Fischer 344 rats fed on a diet that is deficient in selenium are more resistant to the hepatocarcinogen aflatoxin B1 (AFB1) than those fed on a selenium-sufficient diet. Hepatic cytosol from either selenium-deficient Fischer 344 rats or Hooded Lister rats possesses a marked increase in both reductase activity toward AFB1-dialdehyde and glutathione S-transferase (GST) activity toward AFB(1)-8,9-epoxide than hepatic cytosol from selenium-sufficient rats. The elevation in hepatic AFB1-aldehyde reductase (AFAR) activity in selenium-deficient animals is accompanied by an increase of 11- and 15-fold in the levels of AFAR protein in liver cytosol from Fischer 344 and Hooded Lister rats, respectively. The amount of AFAR protein in selenium-sufficient and -deficient Fischer rats was modulated by treatment with N-acetylcysteine; this antioxidant reduced basal expression of AFAR but did not modulate the relative overexpression of AFAR during selenium deficiency.
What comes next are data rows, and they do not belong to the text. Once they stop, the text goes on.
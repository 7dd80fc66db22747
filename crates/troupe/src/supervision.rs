//! Supervision protocol
//!
//! When an actor's handler fails, the stage suspends the actor and hands a
//! [`Supervised`] view of it to the responsible [`Supervisor`]. The supervisor
//! decides between restart, resume, stop and escalate. Restarts are bounded by
//! a [`SupervisionStrategy`]: more than `intensity` failures within `period`
//! turn a restart into a stop.

use crate::{address::Address, error::ActorError};
use parking_lot::Mutex;
use serde::{Deserialize, Serialize};
use std::sync::Arc;
use std::time::{Duration, Instant};
use tracing::debug;

/// Which actors a supervision decision applies to
#[derive(Debug, Clone, Copy, PartialEq, Eq, Hash, Serialize, Deserialize)]
#[serde(rename_all = "snake_case")]
pub enum SupervisionScope {
    /// Only the failing actor
    One,
    /// The failing actor and all of its siblings
    All,
}

/// Restart budget of a supervisor
#[derive(Debug, Clone, PartialEq, Serialize, Deserialize)]
#[serde(default)]
pub struct SupervisionStrategy {
    /// Failures tolerated within `period`; 0 never restarts, [`FOREVER`](Self::FOREVER) never gives up
    pub intensity: u32,
    /// Rolling failure window
    pub period: Duration,
    /// Actors affected by a decision
    pub scope: SupervisionScope,
}

impl SupervisionStrategy {
    /// Intensity that never exhausts
    pub const FOREVER: u32 = u32::MAX;

    pub fn new(intensity: u32, period: Duration, scope: SupervisionScope) -> Self {
        Self {
            intensity,
            period,
            scope,
        }
    }

    /// Restart on every failure, never stopping
    pub fn forever(scope: SupervisionScope) -> Self {
        Self::new(Self::FOREVER, Duration::from_secs(5), scope)
    }

    pub fn with_intensity(mut self, intensity: u32) -> Self {
        self.intensity = intensity;
        self
    }

    pub fn with_period(mut self, period: Duration) -> Self {
        self.period = period;
        self
    }

    pub fn with_scope(mut self, scope: SupervisionScope) -> Self {
        self.scope = scope;
        self
    }
}

impl Default for SupervisionStrategy {
    fn default() -> Self {
        Self {
            intensity: 1,
            period: Duration::from_secs(5),
            scope: SupervisionScope::One,
        }
    }
}

/// Receives failure notifications for supervised actors
pub trait Supervisor: Send + Sync {
    /// Decide what happens to `supervised` after it failed with `cause`
    fn inform(&self, cause: &ActorError, supervised: &dyn Supervised);

    fn supervision_strategy(&self) -> SupervisionStrategy;
}

/// Failing actor as seen by its supervisor
pub trait Supervised {
    fn address(&self) -> &Address;

    fn cause(&self) -> &ActorError;

    /// Restart the scope unless it failed more than `intensity` times within `period`
    fn restart_within(&self, period: Duration, intensity: u32, scope: SupervisionScope);

    /// Resume message delivery with the current state
    fn resume(&self);

    fn stop(&self, scope: SupervisionScope);

    /// Stop the actor and fail its parent
    fn escalate(&self);

    fn suspend(&self);

    fn supervisor(&self) -> Arc<dyn Supervisor>;
}

/// Supervisor applying its strategy through [`Supervised::restart_within`]
#[derive(Debug, Clone, Default)]
pub struct DefaultSupervisor {
    strategy: SupervisionStrategy,
}

impl DefaultSupervisor {
    pub fn new(strategy: SupervisionStrategy) -> Self {
        Self { strategy }
    }
}

impl Supervisor for DefaultSupervisor {
    fn inform(&self, cause: &ActorError, supervised: &dyn Supervised) {
        debug!(
            address = %supervised.address(),
            cause = %cause,
            intensity = self.strategy.intensity,
            "Default supervision"
        );
        supervised.restart_within(
            self.strategy.period,
            self.strategy.intensity,
            self.strategy.scope,
        );
    }

    fn supervision_strategy(&self) -> SupervisionStrategy {
        self.strategy.clone()
    }
}

#[derive(Debug, Default)]
struct MarkState {
    start_of_period: Option<Instant>,
    failures: u64,
}

/// Rolling failure counter
#[derive(Debug, Default)]
pub struct FailureMark {
    state: Mutex<MarkState>,
}

impl FailureMark {
    pub fn new() -> Self {
        Self::default()
    }

    /// Record a failure; true once the count exceeds `intensity` within `period`.
    ///
    /// The mark resets after reporting excess or when the window has elapsed.
    pub fn failed_with_excessive_failures(&self, period: Duration, intensity: u32) -> bool {
        if intensity == 0 {
            return true;
        }
        if intensity == SupervisionStrategy::FOREVER {
            return false;
        }

        let now = Instant::now();
        let mut state = self.state.lock();
        match state.start_of_period {
            Some(start) if now.duration_since(start) <= period => state.failures += 1,
            _ => {
                state.start_of_period = Some(now);
                state.failures = 1;
            }
        }

        if state.failures > u64::from(intensity) {
            *state = MarkState::default();
            true
        } else {
            false
        }
    }

    /// Failures recorded in the current window
    pub fn failures(&self) -> u64 {
        self.state.lock().failures
    }

    pub fn reset(&self) {
        *self.state.lock() = MarkState::default();
    }
}

#[cfg(test)]
mod tests {
    use super::*;
    use std::thread;

    #[test]
    fn test_default_strategy() {
        let strategy = SupervisionStrategy::default();
        assert_eq!(strategy.intensity, 1);
        assert_eq!(strategy.period, Duration::from_secs(5));
        assert_eq!(strategy.scope, SupervisionScope::One);

        let custom = strategy
            .with_intensity(5)
            .with_period(Duration::from_millis(2000))
            .with_scope(SupervisionScope::All);
        assert_eq!(custom.intensity, 5);
        assert_eq!(custom.scope, SupervisionScope::All);
    }

    #[test]
    fn test_failure_mark_exceeds_intensity() {
        let mark = FailureMark::new();
        let period = Duration::from_secs(2);
        for _ in 0..5 {
            assert!(!mark.failed_with_excessive_failures(period, 5));
        }
        assert!(mark.failed_with_excessive_failures(period, 5));
        assert_eq!(mark.failures(), 0);
    }

    #[test]
    fn test_failure_mark_window_resets() {
        let mark = FailureMark::new();
        let period = Duration::from_millis(20);
        for _ in 0..4 {
            assert!(!mark.failed_with_excessive_failures(period, 1));
            thread::sleep(Duration::from_millis(30));
        }
    }

    #[test]
    fn test_zero_and_forever_intensity() {
        let mark = FailureMark::new();
        assert!(mark.failed_with_excessive_failures(Duration::from_secs(1), 0));
        for _ in 0..1000 {
            assert!(!mark.failed_with_excessive_failures(
                Duration::from_secs(1),
                SupervisionStrategy::FOREVER
            ));
        }
    }

    #[test]
    fn test_strategy_toml_roundtrip_names() {
        let strategy: SupervisionStrategy =
            toml::from_str("intensity = 3\nscope = \"all\"").unwrap();
        assert_eq!(strategy.intensity, 3);
        assert_eq!(strategy.scope, SupervisionScope::All);
        assert_eq!(strategy.period, Duration::from_secs(5));
    }
}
The enhanced capacity to conjugate glutathione with AFB(1)-8,9-epoxide in selenium-deficient livers from Fischer 344 and Hooded Lister rats is associated with a 5- and 7-fold increase, respectively, in the hepatic levels of the AFB1-metabolizing alpha-class GSTA5 subunit. The elevated levels of AFAR and GSTA5 protein in the selenium-deficient animals coincided with increases in the steady-state levels of their mRNAs. In selenium-deficient Fischer 344 rats, AFAR and GSTA5 were both found to be expressed throughout the centrilobular and midzonal areas of the liver lobule but were essentially absent from periportal hepatocytes. The effect of selenium insufficiency is pleiotropic, and it was also noted that the theta-class GSTT1 is overexpressed 3- and 10-fold in livers of selenium-deficient Hooded Lister and Fischer 344 rats. Inasmuch as GSTT1 is responsible for the metabolic activation of dihaloalkanes, selenium deficiency may increase the susceptibility of rats to mutagens such as dichloromethane.